• _Your task_
What lines of the data below include the word "config"? Report them by copying each.

• _Saved entries_
+---+
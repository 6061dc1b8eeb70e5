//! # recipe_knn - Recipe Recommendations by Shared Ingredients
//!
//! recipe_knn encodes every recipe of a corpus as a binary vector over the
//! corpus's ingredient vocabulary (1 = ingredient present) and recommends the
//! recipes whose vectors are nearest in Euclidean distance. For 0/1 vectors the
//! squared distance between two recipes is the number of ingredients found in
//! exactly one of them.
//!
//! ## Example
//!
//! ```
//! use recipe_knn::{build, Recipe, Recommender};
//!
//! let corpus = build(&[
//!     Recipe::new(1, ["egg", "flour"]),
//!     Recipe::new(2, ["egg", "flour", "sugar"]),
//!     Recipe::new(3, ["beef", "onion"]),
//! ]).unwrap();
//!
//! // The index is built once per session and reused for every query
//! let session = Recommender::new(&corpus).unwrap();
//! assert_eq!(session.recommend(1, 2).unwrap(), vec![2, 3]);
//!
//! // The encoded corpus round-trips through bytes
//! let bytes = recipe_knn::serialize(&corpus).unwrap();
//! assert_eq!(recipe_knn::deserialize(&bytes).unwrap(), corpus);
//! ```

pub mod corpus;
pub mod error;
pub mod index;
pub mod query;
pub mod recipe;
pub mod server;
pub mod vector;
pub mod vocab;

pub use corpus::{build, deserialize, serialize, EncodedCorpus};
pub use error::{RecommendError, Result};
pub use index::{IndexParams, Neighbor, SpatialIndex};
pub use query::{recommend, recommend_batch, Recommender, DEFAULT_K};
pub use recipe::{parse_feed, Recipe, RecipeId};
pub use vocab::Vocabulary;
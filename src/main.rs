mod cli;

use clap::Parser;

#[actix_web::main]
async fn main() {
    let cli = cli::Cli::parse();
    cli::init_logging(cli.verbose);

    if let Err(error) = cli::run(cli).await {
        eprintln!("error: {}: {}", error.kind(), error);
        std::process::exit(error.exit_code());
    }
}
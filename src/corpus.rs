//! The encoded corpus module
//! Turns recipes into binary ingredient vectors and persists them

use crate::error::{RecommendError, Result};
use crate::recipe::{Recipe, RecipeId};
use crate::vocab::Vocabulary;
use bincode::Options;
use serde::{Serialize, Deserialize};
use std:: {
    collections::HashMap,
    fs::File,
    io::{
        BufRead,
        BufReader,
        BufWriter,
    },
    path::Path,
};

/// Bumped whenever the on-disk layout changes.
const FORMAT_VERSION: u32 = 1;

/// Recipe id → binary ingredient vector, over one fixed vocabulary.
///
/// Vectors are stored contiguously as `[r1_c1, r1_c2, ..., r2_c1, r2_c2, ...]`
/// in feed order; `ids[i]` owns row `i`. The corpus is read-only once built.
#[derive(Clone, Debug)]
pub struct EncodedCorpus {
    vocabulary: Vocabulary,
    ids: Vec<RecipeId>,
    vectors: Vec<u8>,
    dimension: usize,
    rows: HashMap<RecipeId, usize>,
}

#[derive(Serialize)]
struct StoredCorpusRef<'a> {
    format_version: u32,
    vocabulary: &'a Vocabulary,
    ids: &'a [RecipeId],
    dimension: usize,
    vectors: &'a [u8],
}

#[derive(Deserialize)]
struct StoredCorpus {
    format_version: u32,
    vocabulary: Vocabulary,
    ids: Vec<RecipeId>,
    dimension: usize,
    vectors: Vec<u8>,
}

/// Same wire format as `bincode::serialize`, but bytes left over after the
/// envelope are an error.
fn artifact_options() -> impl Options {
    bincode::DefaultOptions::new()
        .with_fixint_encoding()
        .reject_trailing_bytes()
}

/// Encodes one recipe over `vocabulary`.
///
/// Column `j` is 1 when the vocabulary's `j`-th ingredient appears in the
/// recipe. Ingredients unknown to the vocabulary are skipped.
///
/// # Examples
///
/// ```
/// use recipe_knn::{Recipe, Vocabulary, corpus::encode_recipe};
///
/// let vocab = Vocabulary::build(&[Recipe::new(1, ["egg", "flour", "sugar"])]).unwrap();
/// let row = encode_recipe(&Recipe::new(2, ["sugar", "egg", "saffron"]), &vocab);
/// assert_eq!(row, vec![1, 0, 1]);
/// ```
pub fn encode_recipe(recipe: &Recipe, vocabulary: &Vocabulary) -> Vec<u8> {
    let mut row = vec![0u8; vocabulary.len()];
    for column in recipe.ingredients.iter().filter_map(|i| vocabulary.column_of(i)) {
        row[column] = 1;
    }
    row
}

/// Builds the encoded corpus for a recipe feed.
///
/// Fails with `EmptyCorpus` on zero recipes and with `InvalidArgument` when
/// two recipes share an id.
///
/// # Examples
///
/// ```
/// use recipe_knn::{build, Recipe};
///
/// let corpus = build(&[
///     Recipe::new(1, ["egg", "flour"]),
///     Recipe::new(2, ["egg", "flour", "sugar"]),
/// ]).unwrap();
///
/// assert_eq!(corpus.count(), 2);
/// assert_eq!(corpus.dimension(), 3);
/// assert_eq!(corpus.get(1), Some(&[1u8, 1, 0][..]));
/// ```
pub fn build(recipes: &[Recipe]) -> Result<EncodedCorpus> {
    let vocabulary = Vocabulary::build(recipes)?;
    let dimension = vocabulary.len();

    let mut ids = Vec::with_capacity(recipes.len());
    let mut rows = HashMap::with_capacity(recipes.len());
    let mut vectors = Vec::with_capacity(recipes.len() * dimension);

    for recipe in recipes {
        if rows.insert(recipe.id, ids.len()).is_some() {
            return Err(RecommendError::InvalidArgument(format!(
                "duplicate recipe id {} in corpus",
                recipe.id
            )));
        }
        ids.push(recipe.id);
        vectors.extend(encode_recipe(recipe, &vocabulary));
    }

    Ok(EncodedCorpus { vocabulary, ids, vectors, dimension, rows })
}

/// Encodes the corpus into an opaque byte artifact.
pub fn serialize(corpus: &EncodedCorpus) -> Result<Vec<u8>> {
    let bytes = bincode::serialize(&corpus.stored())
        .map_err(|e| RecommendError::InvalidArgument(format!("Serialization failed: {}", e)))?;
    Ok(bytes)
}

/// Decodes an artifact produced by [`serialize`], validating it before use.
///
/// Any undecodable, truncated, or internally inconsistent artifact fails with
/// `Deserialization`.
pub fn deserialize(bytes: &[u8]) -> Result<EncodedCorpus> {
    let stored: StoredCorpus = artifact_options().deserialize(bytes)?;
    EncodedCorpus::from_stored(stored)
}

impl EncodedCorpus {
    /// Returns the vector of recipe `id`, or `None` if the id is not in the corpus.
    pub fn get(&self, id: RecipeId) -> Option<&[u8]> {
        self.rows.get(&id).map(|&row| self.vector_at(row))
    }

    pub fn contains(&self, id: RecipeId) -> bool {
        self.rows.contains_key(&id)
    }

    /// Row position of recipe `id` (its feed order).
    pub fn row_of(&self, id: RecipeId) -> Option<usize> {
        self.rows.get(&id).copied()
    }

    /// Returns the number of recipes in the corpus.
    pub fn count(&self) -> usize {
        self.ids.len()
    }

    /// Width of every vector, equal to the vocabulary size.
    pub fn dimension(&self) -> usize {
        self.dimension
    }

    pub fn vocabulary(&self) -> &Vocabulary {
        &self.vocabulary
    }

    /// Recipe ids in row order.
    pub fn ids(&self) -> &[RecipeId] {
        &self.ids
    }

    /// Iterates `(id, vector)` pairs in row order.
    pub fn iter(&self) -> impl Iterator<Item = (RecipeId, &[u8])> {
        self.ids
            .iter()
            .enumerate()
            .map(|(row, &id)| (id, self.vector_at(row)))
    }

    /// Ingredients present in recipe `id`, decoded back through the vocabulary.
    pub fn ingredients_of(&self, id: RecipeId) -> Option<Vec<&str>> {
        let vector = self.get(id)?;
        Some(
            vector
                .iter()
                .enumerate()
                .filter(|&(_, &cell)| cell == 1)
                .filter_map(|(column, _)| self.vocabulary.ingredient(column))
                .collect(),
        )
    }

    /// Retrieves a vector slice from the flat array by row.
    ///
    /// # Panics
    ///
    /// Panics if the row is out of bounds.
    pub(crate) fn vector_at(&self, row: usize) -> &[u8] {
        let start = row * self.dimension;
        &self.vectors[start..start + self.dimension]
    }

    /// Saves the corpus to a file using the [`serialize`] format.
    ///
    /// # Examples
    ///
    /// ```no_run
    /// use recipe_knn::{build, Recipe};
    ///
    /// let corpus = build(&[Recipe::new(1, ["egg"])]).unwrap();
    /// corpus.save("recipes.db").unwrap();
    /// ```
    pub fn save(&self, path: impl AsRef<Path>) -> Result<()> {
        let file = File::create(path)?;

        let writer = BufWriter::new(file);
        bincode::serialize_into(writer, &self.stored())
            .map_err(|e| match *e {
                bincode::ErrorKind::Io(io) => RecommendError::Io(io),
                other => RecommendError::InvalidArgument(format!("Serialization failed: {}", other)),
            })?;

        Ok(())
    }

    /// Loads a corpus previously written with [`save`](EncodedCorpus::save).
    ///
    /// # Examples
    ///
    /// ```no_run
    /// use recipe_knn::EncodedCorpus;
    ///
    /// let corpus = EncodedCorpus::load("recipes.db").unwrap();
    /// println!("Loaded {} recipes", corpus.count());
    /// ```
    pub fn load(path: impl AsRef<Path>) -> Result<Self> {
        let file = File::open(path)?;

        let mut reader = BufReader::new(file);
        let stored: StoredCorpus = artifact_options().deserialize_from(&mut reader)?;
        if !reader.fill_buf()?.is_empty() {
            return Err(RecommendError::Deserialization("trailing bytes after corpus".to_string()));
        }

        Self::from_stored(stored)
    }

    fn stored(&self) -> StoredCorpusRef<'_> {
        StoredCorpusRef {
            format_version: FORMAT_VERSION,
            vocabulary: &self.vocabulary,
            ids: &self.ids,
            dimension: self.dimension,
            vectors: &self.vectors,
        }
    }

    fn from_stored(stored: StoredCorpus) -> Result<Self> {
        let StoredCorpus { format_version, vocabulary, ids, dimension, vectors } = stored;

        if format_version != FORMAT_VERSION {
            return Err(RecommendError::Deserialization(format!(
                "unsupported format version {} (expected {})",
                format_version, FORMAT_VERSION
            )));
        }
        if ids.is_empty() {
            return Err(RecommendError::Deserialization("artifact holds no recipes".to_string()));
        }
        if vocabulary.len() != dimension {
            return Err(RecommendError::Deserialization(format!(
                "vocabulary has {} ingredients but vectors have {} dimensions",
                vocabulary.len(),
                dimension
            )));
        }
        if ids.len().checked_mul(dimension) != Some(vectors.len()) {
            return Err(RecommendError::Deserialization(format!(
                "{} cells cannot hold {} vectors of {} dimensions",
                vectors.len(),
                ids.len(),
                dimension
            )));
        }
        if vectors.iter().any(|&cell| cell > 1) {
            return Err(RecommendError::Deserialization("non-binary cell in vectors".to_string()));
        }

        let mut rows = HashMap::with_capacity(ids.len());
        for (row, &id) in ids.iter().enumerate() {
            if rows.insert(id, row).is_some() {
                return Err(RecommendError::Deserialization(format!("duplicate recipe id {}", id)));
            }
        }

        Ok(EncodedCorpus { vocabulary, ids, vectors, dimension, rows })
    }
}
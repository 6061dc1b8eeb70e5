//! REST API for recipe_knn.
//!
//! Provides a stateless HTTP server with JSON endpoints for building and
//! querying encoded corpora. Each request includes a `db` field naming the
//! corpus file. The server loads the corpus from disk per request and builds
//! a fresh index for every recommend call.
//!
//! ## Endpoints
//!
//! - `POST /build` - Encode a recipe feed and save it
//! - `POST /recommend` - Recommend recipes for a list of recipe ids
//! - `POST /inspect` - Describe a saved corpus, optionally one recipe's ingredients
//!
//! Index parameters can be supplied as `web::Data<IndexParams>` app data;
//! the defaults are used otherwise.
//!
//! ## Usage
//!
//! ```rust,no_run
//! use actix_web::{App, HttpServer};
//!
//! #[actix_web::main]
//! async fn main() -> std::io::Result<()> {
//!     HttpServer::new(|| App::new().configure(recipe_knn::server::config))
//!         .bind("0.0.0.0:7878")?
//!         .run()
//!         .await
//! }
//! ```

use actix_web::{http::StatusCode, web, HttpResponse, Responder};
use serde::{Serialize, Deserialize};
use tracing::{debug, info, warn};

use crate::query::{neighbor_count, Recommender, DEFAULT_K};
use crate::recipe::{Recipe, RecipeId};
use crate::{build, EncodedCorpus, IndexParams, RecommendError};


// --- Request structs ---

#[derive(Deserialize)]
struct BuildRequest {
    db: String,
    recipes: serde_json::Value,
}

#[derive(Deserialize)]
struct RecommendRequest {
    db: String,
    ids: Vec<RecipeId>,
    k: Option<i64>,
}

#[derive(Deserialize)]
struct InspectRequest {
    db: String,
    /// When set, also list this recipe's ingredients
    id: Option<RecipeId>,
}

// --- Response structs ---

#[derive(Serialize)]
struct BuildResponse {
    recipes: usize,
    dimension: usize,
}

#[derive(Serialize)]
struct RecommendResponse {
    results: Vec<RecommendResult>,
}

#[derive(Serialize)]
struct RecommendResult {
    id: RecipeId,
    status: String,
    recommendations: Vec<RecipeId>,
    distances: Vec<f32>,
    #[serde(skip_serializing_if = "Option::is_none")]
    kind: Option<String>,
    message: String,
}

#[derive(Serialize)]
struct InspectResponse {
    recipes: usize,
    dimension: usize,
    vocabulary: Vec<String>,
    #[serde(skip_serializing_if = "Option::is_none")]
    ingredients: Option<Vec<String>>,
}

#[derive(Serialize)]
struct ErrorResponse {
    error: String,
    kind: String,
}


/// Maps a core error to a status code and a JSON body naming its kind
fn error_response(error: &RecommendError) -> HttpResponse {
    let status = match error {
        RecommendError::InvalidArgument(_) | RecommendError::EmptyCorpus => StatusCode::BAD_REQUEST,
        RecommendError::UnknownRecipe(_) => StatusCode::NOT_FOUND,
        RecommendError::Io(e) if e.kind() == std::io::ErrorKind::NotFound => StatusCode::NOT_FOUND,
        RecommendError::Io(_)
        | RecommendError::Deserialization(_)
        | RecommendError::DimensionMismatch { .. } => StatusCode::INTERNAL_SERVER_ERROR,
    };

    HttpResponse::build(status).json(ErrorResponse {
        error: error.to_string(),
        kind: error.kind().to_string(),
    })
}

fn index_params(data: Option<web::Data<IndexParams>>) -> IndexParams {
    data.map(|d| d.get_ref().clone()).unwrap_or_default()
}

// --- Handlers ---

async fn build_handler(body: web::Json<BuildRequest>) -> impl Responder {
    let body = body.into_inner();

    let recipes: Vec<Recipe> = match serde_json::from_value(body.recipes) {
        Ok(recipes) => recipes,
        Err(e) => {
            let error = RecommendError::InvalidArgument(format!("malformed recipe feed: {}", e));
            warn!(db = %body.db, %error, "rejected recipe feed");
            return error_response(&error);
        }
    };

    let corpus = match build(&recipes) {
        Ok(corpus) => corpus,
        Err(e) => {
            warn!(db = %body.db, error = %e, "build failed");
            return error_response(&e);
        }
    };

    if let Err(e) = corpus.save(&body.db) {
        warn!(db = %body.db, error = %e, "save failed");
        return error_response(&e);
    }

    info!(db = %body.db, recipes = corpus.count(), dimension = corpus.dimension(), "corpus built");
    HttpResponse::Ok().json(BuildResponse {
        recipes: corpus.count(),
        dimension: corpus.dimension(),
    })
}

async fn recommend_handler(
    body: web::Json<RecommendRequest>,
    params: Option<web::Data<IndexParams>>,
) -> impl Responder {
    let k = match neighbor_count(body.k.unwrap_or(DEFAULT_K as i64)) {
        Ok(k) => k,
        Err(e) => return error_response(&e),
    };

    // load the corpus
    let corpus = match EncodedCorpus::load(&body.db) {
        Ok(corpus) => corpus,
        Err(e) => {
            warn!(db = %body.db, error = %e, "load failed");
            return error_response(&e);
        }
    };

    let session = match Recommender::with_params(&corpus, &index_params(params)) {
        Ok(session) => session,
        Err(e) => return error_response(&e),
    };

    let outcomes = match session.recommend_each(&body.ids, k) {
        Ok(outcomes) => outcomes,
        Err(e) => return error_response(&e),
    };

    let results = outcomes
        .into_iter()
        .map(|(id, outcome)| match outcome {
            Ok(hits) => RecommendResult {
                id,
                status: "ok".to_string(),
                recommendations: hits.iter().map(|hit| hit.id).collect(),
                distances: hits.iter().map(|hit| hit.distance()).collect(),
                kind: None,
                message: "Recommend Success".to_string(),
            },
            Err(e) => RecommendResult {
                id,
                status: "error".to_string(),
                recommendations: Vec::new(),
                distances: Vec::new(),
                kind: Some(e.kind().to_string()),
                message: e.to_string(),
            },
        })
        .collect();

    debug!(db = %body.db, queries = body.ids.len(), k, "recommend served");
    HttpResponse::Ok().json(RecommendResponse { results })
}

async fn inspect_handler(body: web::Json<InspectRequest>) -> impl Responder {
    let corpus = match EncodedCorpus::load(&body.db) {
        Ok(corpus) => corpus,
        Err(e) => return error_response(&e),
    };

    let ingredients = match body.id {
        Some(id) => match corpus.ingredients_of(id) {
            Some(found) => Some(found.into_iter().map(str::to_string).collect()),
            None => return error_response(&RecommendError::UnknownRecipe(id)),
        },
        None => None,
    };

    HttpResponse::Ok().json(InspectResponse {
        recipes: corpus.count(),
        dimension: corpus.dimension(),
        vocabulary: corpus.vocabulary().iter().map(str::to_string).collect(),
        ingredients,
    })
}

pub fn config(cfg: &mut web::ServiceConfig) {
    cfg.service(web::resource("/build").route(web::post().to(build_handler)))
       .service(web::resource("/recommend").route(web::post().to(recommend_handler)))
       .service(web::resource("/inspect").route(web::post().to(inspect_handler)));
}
+---+
• _Response to this exercise_
//!     HttpServer::new(|| App::new().configure(recipe_knn::server::config))
pub fn config(cfg: &mut web::ServiceConfig) {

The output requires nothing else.